> _TASK STATEMENT_
Scan the records for the string "rows" and copy every line that holds it.

> _DATA PROVIDED_

■ ■ ■ ■ ■ ■ ■

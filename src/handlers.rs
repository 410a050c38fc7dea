// =============================================================================
// HANDLERS MODULE
// =============================================================================
// HTTP request handlers (controller layer).
//
// Device handlers follow one shape: interpret the request, open a transaction,
// run the operation against `&mut PgConnection`, then let `finish` commit or
// roll back depending on the outcome.
// =============================================================================

use axum::{
    extract::{Path, Query, State},
    http::StatusCode,
    Json,
};
use sqlx::{PgConnection, Postgres, Transaction};
use std::sync::Arc;
use std::time::Instant;
use uuid::Uuid;

use crate::db::{self, DeviceFilter};
use crate::error::{AppError, AppResult, ValidatedJson, DEPARTMENT_NOT_FOUND, DEVICE_NOT_FOUND};
use crate::metrics;
use crate::models::*;
use crate::validation::{check_zri_usage, today_utc, validate_fields, DeviceFields};
use crate::AppState;

// =============================================================================
// HEALTH CHECK ENDPOINTS
// =============================================================================

/// Liveness probe
///
/// GET /health
pub async fn health_check() -> Json<HealthResponse> {
    Json(HealthResponse {
        status: "ok".to_string(),
        service: env!("CARGO_PKG_NAME").to_string(),
        version: env!("CARGO_PKG_VERSION").to_string(),
    })
}

/// Readiness probe: 503 until PostgreSQL answers.
///
/// GET /ready
pub async fn readiness_check(
    State(state): State<Arc<AppState>>,
) -> Result<Json<ReadinessResponse>, StatusCode> {
    let db_healthy = state.db.health_check().await;

    if db_healthy {
        Ok(Json(ReadinessResponse {
            status: "ready".to_string(),
            checks: ReadinessChecks { database: true },
        }))
    } else {
        Err(StatusCode::SERVICE_UNAVAILABLE)
    }
}

/// Prometheus metrics endpoint
///
/// GET /metrics
pub async fn metrics_handler(State(state): State<Arc<AppState>>) -> String {
    state.metrics_handle.render()
}

// =============================================================================
// DEVICE API ENDPOINTS
// =============================================================================

// -----------------------------------------------------------------------------
// LIST DEVICES
// -----------------------------------------------------------------------------
/// List, search and paginate devices
///
/// GET /devices?ordering=-name&show_inactive=true&search=alpha%20beta&offset=1&limit=20
///
/// # Query Parameters
/// - `ordering`: `name` or `-name`
/// - `show_inactive`: include soft-deleted devices
/// - `search`: whitespace-separated words, any of which may match the name
/// - `offset`, `limit`: 1-based page number and page size, both required
///
/// # Response
/// ```json
/// { "content": [...], "total_pages": 3, "total_items": 5 }
/// ```
pub async fn list_devices(
    State(state): State<Arc<AppState>>,
    Query(params): Query<ListParams>,
) -> AppResult<Json<DeviceListResponse>> {
    let start = Instant::now();
    let result = list(&state, &params).await;
    observe("GET", "/devices", start, &result, StatusCode::OK);
    result.map(Json)
}

async fn list(state: &AppState, params: &ListParams) -> AppResult<DeviceListResponse> {
    let filter = DeviceFilter::from_params(params)?;

    let mut tx = state.db.begin().await?;
    let result = db::list_devices(&mut tx, &filter).await.map_err(AppError::from);
    let (rows, total) = finish(tx, result).await?;

    let (total_pages, total_items) = match (filter.page, total) {
        (Some(page), Some(total)) => (Some(page.total_pages(total)), Some(total)),
        _ => (None, None),
    };

    Ok(DeviceListResponse {
        content: rows.into_iter().map(DeviceResponse::from).collect(),
        total_pages,
        total_items,
    })
}

// -----------------------------------------------------------------------------
// CREATE DEVICE
// -----------------------------------------------------------------------------
/// Create a device
///
/// POST /devices
///
/// # Response
/// - 201 Created: the new device
/// - 400 Bad Request: validation failure, unknown department, duplicate serial
pub async fn create_device(
    State(state): State<Arc<AppState>>,
    ValidatedJson(request): ValidatedJson<CreateDeviceRequest>,
) -> AppResult<(StatusCode, Json<DeviceResponse>)> {
    let start = Instant::now();
    let result = create(&state, &request).await;
    observe("POST", "/devices", start, &result, StatusCode::CREATED);

    let device = result?;
    metrics::record_lifecycle_event("created");
    tracing::info!(
        device_id = %device.pk,
        fabrique_number = %device.fabrique_number,
        "Device created"
    );
    Ok((StatusCode::CREATED, Json(device)))
}

async fn create(state: &AppState, request: &CreateDeviceRequest) -> AppResult<DeviceResponse> {
    let fields = validate_fields(request, today_utc())?;

    let mut tx = state.db.begin().await?;
    let result = insert(&mut tx, &request.department, &fields).await;
    finish(tx, result).await.map(DeviceResponse::from)
}

async fn insert(
    conn: &mut PgConnection,
    department: &str,
    fields: &DeviceFields,
) -> AppResult<DeviceRow> {
    let department = match Uuid::parse_str(department.trim()) {
        Ok(id) => db::find_department(conn, id).await?,
        Err(_) => None,
    }
    .ok_or_else(|| AppError::NotFound(DEPARTMENT_NOT_FOUND.to_string()))?;

    db::insert_device(conn, Uuid::new_v4(), department.id, fields)
        .await
        .map_err(AppError::from_write)
}

// -----------------------------------------------------------------------------
// GET DEVICE
// -----------------------------------------------------------------------------
/// Get one device
///
/// GET /devices/:id
///
/// Unknown ids answer 400, like every other directory failure.
pub async fn get_device(
    State(state): State<Arc<AppState>>,
    Path(id): Path<String>,
) -> AppResult<Json<DeviceResponse>> {
    let start = Instant::now();
    let result = get(&state, &id).await;
    observe("GET", "/devices/:id", start, &result, StatusCode::OK);
    result.map(Json)
}

async fn get(state: &AppState, id: &str) -> AppResult<DeviceResponse> {
    let id = parse_device_id(id)?;

    let mut tx = state.db.begin().await?;
    let result = match db::fetch_device(&mut tx, id, false).await {
        Ok(Some(row)) => Ok(row),
        Ok(None) => Err(AppError::NotFound(DEVICE_NOT_FOUND.to_string())),
        Err(err) => Err(err.into()),
    };

    finish(tx, result).await.map(DeviceResponse::from)
}

// -----------------------------------------------------------------------------
// UPDATE DEVICE
// -----------------------------------------------------------------------------
/// Update or soft-delete a device
///
/// PUT /devices/:id
///
/// `"is_active": false` deactivates the device and ignores the other fields.
pub async fn update_device(
    State(state): State<Arc<AppState>>,
    Path(id): Path<String>,
    ValidatedJson(request): ValidatedJson<UpdateDeviceRequest>,
) -> AppResult<Json<DeviceResponse>> {
    let start = Instant::now();
    let result = update(&state, &id, &request).await;
    observe("PUT", "/devices/:id", start, &result, StatusCode::OK);

    let (device, event) = result?;
    metrics::record_lifecycle_event(event);
    tracing::info!(device_id = %device.pk, event, "Device updated");
    Ok(Json(device))
}

async fn update(
    state: &AppState,
    id: &str,
    request: &UpdateDeviceRequest,
) -> AppResult<(DeviceResponse, &'static str)> {
    let id = parse_device_id(id)?;

    let mut tx = state.db.begin().await?;
    let result = apply_update(&mut tx, id, request).await;
    finish(tx, result)
        .await
        .map(|(row, event)| (DeviceResponse::from(row), event))
}

async fn apply_update(
    conn: &mut PgConnection,
    id: Uuid,
    request: &UpdateDeviceRequest,
) -> AppResult<(DeviceRow, &'static str)> {
    // Row lock: concurrent updates of one device queue behind each other
    if db::fetch_device(conn, id, true).await?.is_none() {
        return Err(AppError::NotFound(DEVICE_NOT_FOUND.to_string()));
    }

    if request.is_active == Some(false) {
        let row = db::deactivate_device(conn, id)
            .await
            .map_err(AppError::from_write)?;
        return Ok((row, "deactivated"));
    }

    let fields = validate_fields(request, today_utc())?;

    let in_use = db::loaded_amount(conn, id).await?;
    check_zri_usage(fields.zri_count, in_use)?;

    let row = db::update_device(conn, id, &fields, request.is_active == Some(true))
        .await
        .map_err(AppError::from_write)?;
    Ok((row, "updated"))
}

// =============================================================================
// HELPERS
// =============================================================================

fn parse_device_id(raw: &str) -> AppResult<Uuid> {
    Uuid::parse_str(raw.trim()).map_err(|_| AppError::NotFound(DEVICE_NOT_FOUND.to_string()))
}

/// Commit on success, roll back on failure.
///
/// A failing commit is reclassified like any other write failure.
async fn finish<T>(tx: Transaction<'static, Postgres>, result: AppResult<T>) -> AppResult<T> {
    match result {
        Ok(value) => {
            tx.commit().await.map_err(AppError::from_write)?;
            Ok(value)
        }
        Err(err) => {
            if let Err(rollback_err) = tx.rollback().await {
                tracing::warn!(error = %rollback_err, "Rollback failed");
            }
            Err(err)
        }
    }
}

fn observe<T>(
    method: &str,
    endpoint: &str,
    start: Instant,
    result: &AppResult<T>,
    success: StatusCode,
) {
    let status = match result {
        Ok(_) => success,
        Err(err) => err.status_and_code().0,
    };
    metrics::record_http_request(
        method,
        endpoint,
        status.as_u16(),
        start.elapsed().as_secs_f64(),
    );
}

■ ■ ■ ■ ■ ■ ■

> _REPLY TO THE TASK_
    let (rows, total) = finish(tx, result).await?;
        content: rows.into_iter().map(DeviceResponse::from).collect(),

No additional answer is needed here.